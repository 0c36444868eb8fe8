//! Tracing middleware attaching a request-scoped trace identifier.
//!
//! Each request runs inside a [`TraceId`] scope so domain errors and log
//! lines raised while handling it carry the same identifier. A caller may
//! supply its own UUID in the `trace-id` request header to correlate retries;
//! anything else is replaced with a fresh UUID.
//!
//! Tokio task-locals are not inherited by spawned tasks. Wrap spawned work in
//! [`TraceId::scope`] to keep the identifier.

use std::task::{Context, Poll};

use actix_web::Error;
use actix_web::dev::{Service, ServiceRequest, ServiceResponse, Transform};
use actix_web::http::header::{HeaderName, HeaderValue};
use futures_util::future::{LocalBoxFuture, Ready, ready};
use tracing::{Instrument, error, info_span};

use crate::domain::{TRACE_ID_HEADER, TraceId};

/// Tracing middleware adding a `trace-id` header to every response.
///
/// # Examples
/// ```
/// use actix_web::App;
/// use bloom_backend::Trace;
///
/// let app = App::new().wrap(Trace);
/// ```
#[derive(Clone)]
pub struct Trace;

impl<S, B> Transform<S, ServiceRequest> for Trace
where
    S: Service<ServiceRequest, Response = ServiceResponse<B>, Error = Error> + 'static,
    S::Future: 'static,
    B: 'static,
{
    type Response = ServiceResponse<B>;
    type Error = Error;
    type InitError = ();
    type Transform = TraceMiddleware<S>;
    type Future = Ready<Result<Self::Transform, Self::InitError>>;

    fn new_transform(&self, service: S) -> Self::Future {
        ready(Ok(TraceMiddleware { service }))
    }
}

/// Service wrapper produced by [`Trace`].
pub struct TraceMiddleware<S> {
    service: S,
}

fn inbound_trace_id(req: &ServiceRequest) -> Option<TraceId> {
    req.headers()
        .get(TRACE_ID_HEADER)
        .and_then(|value| value.to_str().ok())
        .and_then(|value| value.trim().parse().ok())
}

impl<S, B> Service<ServiceRequest> for TraceMiddleware<S>
where
    S: Service<ServiceRequest, Response = ServiceResponse<B>, Error = Error> + 'static,
    S::Future: 'static,
    B: 'static,
{
    type Response = ServiceResponse<B>;
    type Error = Error;
    type Future = LocalBoxFuture<'static, Result<Self::Response, Self::Error>>;

    fn poll_ready(&self, cx: &mut Context<'_>) -> Poll<Result<(), Self::Error>> {
        self.service.poll_ready(cx)
    }

    fn call(&self, req: ServiceRequest) -> Self::Future {
        let trace_id = inbound_trace_id(&req).unwrap_or_else(TraceId::generate);
        let span = info_span!(
            "http_request",
            trace_id = %trace_id,
            method = %req.method(),
            path = %req.path()
        );
        let header_value = trace_id.to_string();
        let fut = TraceId::sync_scope(trace_id, || self.service.call(req));
        Box::pin(TraceId::scope(
            trace_id,
            async move {
                let mut res = fut.await?;
                match HeaderValue::from_str(&header_value) {
                    Ok(value) => {
                        res.response_mut()
                            .headers_mut()
                            .insert(HeaderName::from_static(TRACE_ID_HEADER), value);
                    }
                    Err(error) => {
                        error!(
                            %error,
                            trace_id = %trace_id,
                            "failed to encode trace identifier header"
                        );
                    }
                }
                Ok(res)
            }
            .instrument(span),
        ))
    }
}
:::::
Your task is to transcribe, with no changes, only the lines of the listing above that lie between the line holding "fn poll_ready(&self, cx: &mut" and the line holding "let header_value = trace_id.to_string();", inclusive.

    fn poll_ready(&self, cx: &mut Context<'_>) -> Poll<Result<(), Self::Error>> {
        self.service.poll_ready(cx)
    }

    fn call(&self, req: ServiceRequest) -> Self::Future {
        let trace_id = inbound_trace_id(&req).unwrap_or_else(TraceId::generate);
        let span = info_span!(
            "http_request",
            trace_id = %trace_id,
            method = %req.method(),
            path = %req.path()
        );
        let header_value = trace_id.to_string();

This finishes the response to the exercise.